With this understanding, I concur in affirming the judgment.
Mr. Justice Frankfurter.
This case raises questions of great delicacy and difficulty. On the one hand is proper regard for habeas corpus, “the great writ of liberty”; on the other hand the duty of civil courts to abstain from intervening in matters constitutionally committed to military justice. The case comes to us on a division of opinion in the Court of Appeals. In the interest of enabling indigent litigants to have the case reviewed in this Court without incurring the enormous cost of printing, we have required to be brought here only one copy of a record consisting of a mass of materials in their original form. Consideration of the case has fallen at the close of the Term. Obviously it has not been possible for every member of the Court to examine such a record. In any event there has not been time for its consideration by me. An examination of it, however, is imperative in view of what seem to me to be the essential issues to be canvassed. I can now only outline the legal issues that are implicit in the case.

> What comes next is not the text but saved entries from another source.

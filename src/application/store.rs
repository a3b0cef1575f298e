//! The page's single copy of the post index.

use std::sync::Arc;

use async_trait::async_trait;
use thiserror::Error;
use tokio::sync::OnceCell;
use tracing::{info, warn};

use crate::domain::posts::{Post, parse_index};

#[derive(Debug, Clone, Error, PartialEq, Eq)]
pub enum FetchError {
    #[error("failed to fetch post index from {origin}: {message}")]
    Transport { origin: String, message: String },
    #[error("failed to parse post index from {origin}: {message}")]
    Parse { origin: String, message: String },
}

impl FetchError {
    pub fn transport(origin: impl Into<String>, message: impl Into<String>) -> Self {
        Self::Transport {
            origin: origin.into(),
            message: message.into(),
        }
    }

    pub fn parse(origin: impl Into<String>, message: impl Into<String>) -> Self {
        Self::Parse {
            origin: origin.into(),
            message: message.into(),
        }
    }
}

/// Where the raw index document comes from.
#[async_trait]
pub trait IndexSource: Send + Sync {
    /// Human-readable origin used in logs and errors.
    fn describe(&self) -> String;

    async fn fetch(&self) -> Result<Vec<u8>, FetchError>;
}

pub type PostIndex = Arc<[Post]>;

/// Loads the index at most once; the first outcome, success or failure, is
/// kept for the lifetime of the page.
pub struct PostStore {
    source: Arc<dyn IndexSource>,
    loaded: OnceCell<Result<PostIndex, FetchError>>,
}

impl PostStore {
    pub fn new(source: Arc<dyn IndexSource>) -> Self {
        Self {
            source,
            loaded: OnceCell::new(),
        }
    }

    pub async fn load(&self) -> Result<PostIndex, FetchError> {
        self.loaded
            .get_or_init(|| self.fetch_index())
            .await
            .clone()
    }

    pub fn is_loaded(&self) -> bool {
        self.loaded.initialized()
    }

    async fn fetch_index(&self) -> Result<PostIndex, FetchError> {
        let origin = self.source.describe();
        let outcome = self.source.fetch().await.and_then(|bytes| {
            parse_index(&bytes).map_err(|err| FetchError::parse(origin.clone(), err.to_string()))
        });

        match &outcome {
            Ok(posts) => {
                metrics::counter!("postscope_index_load_total", "outcome" => "ok").increment(1);
                info!(origin = %origin, posts = posts.len(), "post index loaded");
            }
            Err(err) => {
                metrics::counter!("postscope_index_load_total", "outcome" => "error").increment(1);
                warn!(origin = %origin, error = %err, "post index failed to load");
            }
        }

        outcome.map(PostIndex::from)
    }
}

The right to invoke habeas corpus to secure freedom is not to be confined by any a priori or technical notions of “jurisdiction.” See my dissent in Sunal v. Large, 332 U. S. 174, 184. And so, if imprisonment is the result of a *149denial of due process, it may be challenged no matter under what authority of Government it was brought about. Congress itself in the exercise of the war power “is subject to applicable constitutional limitations.” Hamilton v. Kentucky Distilleries Co., 251 U. S. 146, 156. It is therefore not freed from the requirements of due process of the Fifth Amendment. But there is no table of weights and measures for ascertaining what constitutes due process. Indeed, it was common ground, in the majority and dissenting opinions below, that due process, in the language of Judge Bazelon, is not “the same in a military setting as it is in a civil setting.” 91 U. S. App. D. C. 208, at 225, 202 F. 2d 335, at 352.

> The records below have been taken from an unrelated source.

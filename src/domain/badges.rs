//! Badge classification shared by every card surface.

#[derive(Debug, Clone, Copy, PartialEq, Eq)]
pub enum BadgeStyle {
    Writeup,
    Cheatsheet,
    Project,
}

const BADGE_TABLE: &[(&str, BadgeStyle)] = &[
    ("writeups", BadgeStyle::Writeup),
    ("ctf", BadgeStyle::Writeup),
    ("labs", BadgeStyle::Writeup),
    ("malware", BadgeStyle::Writeup),
    ("cheatsheets", BadgeStyle::Cheatsheet),
];

impl BadgeStyle {
    /// Look up the style for a subcategory, falling back to [`BadgeStyle::Project`].
    pub fn for_subcategory(subcategory: Option<&str>) -> Self {
        subcategory
            .and_then(|key| {
                BADGE_TABLE
                    .iter()
                    .find(|(candidate, _)| *candidate == key)
                    .map(|(_, style)| *style)
            })
            .unwrap_or(BadgeStyle::Project)
    }

    pub fn class_name(self) -> &'static str {
        match self {
            BadgeStyle::Writeup => "cat-badge--writeup",
            BadgeStyle::Cheatsheet => "cat-badge--cheatsheet",
            BadgeStyle::Project => "cat-badge--project",
        }
    }
}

I cannot agree that the only inquiry that is open on an application for habeas corpus challenging a sentence of a military tribunal is whether that tribunal was legally constituted and had jurisdiction, technically speaking, over the person and the crime. Again, I cannot agree that the scope of inquiry is the same as that open to us on review of State convictions; the content of due process in civil trials does not control what is due process in military trials. Nor is the duty of the civil courts upon habeas corpus met simply when it is found that the military sentence has been reviewed by the military hierarchy, although in a debatable situation we should no doubt attach more weight to the conclusions reached on controversial facts by military appellate courts than to those reached by the highest court of a State.
In the light of these considerations I cannot assume the responsibility, where life is at stake, of concurring in the judgment of the Court. Equally, however, I would not feel justified in reversing the judgment. My duty, as I see it, is to resolve the dilemma by doing neither. It is my view that this is not just a case involving individuals. Issues of far-reaching import are at stake which call for further consideration. They were not explored in all *150their significance in the submissions made to the Court. While this case arose prior to the new Code of Military-Justice, 64 Stat. 107, it necessarily will have a strong bearing upon the relations of the civil courts to the new Court of Military Appeals. The short of it is that I believe this case should be set down for reargument.*

 Art. I, § 8, cl. 14.

 This particular case comes up under the former Revised Articles of War, 62 Stat. 627, now supplanted by the Uniform Code of Military Justice, 64 Stat. 107, 50 U. S. C. (Supp. V) § 551 et seq.